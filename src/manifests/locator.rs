//! Locating manifest files on disk.

use std::path::{Path, PathBuf};

use glob::glob;
use miette::Diagnostic;
use thiserror::Error;

use crate::manifests::evaluator::{
    EvaluationError, PACKAGE_MANIFEST, PROJECT_MANIFEST, WORKSPACE_MANIFEST,
};
use crate::util::fs::normalize_path;

/// File name of the tool configuration.
pub const CONFIG_FILE: &str = "Gantry.toml";

/// No workspace or project manifest exists at or above the requested path.
#[derive(Debug, Clone, Error, Diagnostic)]
#[error("no workspace or project manifest found at or above `{}`", .path.display())]
#[diagnostic(
    code(gantry::manifests::missing_root),
    help("Create a Workspace.toml or Project.toml at the root of your project")
)]
pub struct MissingRootManifest {
    /// The requested path
    pub path: PathBuf,
}

/// The kind of manifest a resolution run is rooted at.
#[derive(Debug, Clone, Copy, PartialEq, Eq)]
pub enum RootManifestKind {
    /// Rooted at a workspace manifest
    Workspace,

    /// Rooted at a bare project manifest
    Project,

    /// Rooted at a package manifest only (package-only checkout)
    Package,
}

/// The directory a resolution run is rooted at, and what was found there.
#[derive(Debug, Clone)]
pub struct RootManifest {
    /// Root directory
    pub path: PathBuf,

    /// What kind of manifest roots the run
    pub kind: RootManifestKind,
}

/// Locates manifest files for the resolution engine.
#[derive(Debug, Clone, Copy, Default)]
pub struct ManifestFilesLocator;

impl ManifestFilesLocator {
    /// Create a new locator.
    pub fn new() -> Self {
        ManifestFilesLocator
    }

    /// Find the root manifest at or above the given path.
    ///
    /// Per directory, a workspace manifest wins over a project manifest,
    /// which wins over a bare package manifest.
    pub fn locate_root(&self, path: &Path) -> Result<RootManifest, MissingRootManifest> {
        for dir in path.ancestors() {
            let kind = if dir.join(WORKSPACE_MANIFEST).is_file() {
                Some(RootManifestKind::Workspace)
            } else if dir.join(PROJECT_MANIFEST).is_file() {
                Some(RootManifestKind::Project)
            } else if dir.join(PACKAGE_MANIFEST).is_file() {
                Some(RootManifestKind::Package)
            } else {
                None
            };

            if let Some(kind) = kind {
                return Ok(RootManifest {
                    path: dir.to_path_buf(),
                    kind,
                });
            }
        }

        Err(MissingRootManifest {
            path: path.to_path_buf(),
        })
    }

    /// Find the package manifest of a root directory, if any.
    pub fn locate_package_manifest(&self, root: &Path) -> Option<PathBuf> {
        let path = root.join(PACKAGE_MANIFEST);
        path.is_file().then_some(path)
    }

    /// Find the tool configuration of a root directory, if any.
    pub fn locate_config(&self, root: &Path) -> Option<PathBuf> {
        let path = root.join(CONFIG_FILE);
        path.is_file().then_some(path)
    }

    /// Expand workspace project patterns into the sorted list of project
    /// directories that contain a project manifest.
    pub fn expand_project_patterns(
        &self,
        root: &Path,
        patterns: &[String],
    ) -> Result<Vec<PathBuf>, EvaluationError> {
        let mut dirs = Vec::new();

        for pattern in patterns {
            if pattern.contains(['*', '?', '[']) {
                let full = root.join(pattern);
                let entries =
                    glob(&full.to_string_lossy()).map_err(|e| EvaluationError::Pattern {
                        pattern: pattern.clone(),
                        message: e.to_string(),
                    })?;
                for entry in entries {
                    match entry {
                        Ok(dir) if dir.join(PROJECT_MANIFEST).is_file() => dirs.push(dir),
                        Ok(_) => {}
                        Err(e) => {
                            tracing::warn!("glob error: {}", e);
                        }
                    }
                }
            } else {
                let dir = normalize_path(&root.join(pattern));
                if dir.join(PROJECT_MANIFEST).is_file() {
                    dirs.push(dir);
                }
            }
        }

        dirs.sort();
        dirs.dedup();
        Ok(dirs)
    }
}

○ ○ ○ ○ ○ ○ ○

◆ Exercise objective: Retype word for word everything in the listing above from the line that holds "use glob::glob;" down to the line that holds "the requested path.". Keep both end lines and leave out the rest.

◆ Reply to the exercise:
use glob::glob;
use miette::Diagnostic;
use thiserror::Error;

use crate::manifests::evaluator::{
    EvaluationError, PACKAGE_MANIFEST, PROJECT_MANIFEST, WORKSPACE_MANIFEST,
};
use crate::util::fs::normalize_path;

/// File name of the tool configuration.
pub const CONFIG_FILE: &str = "Gantry.toml";

/// No workspace or project manifest exists at or above the requested path.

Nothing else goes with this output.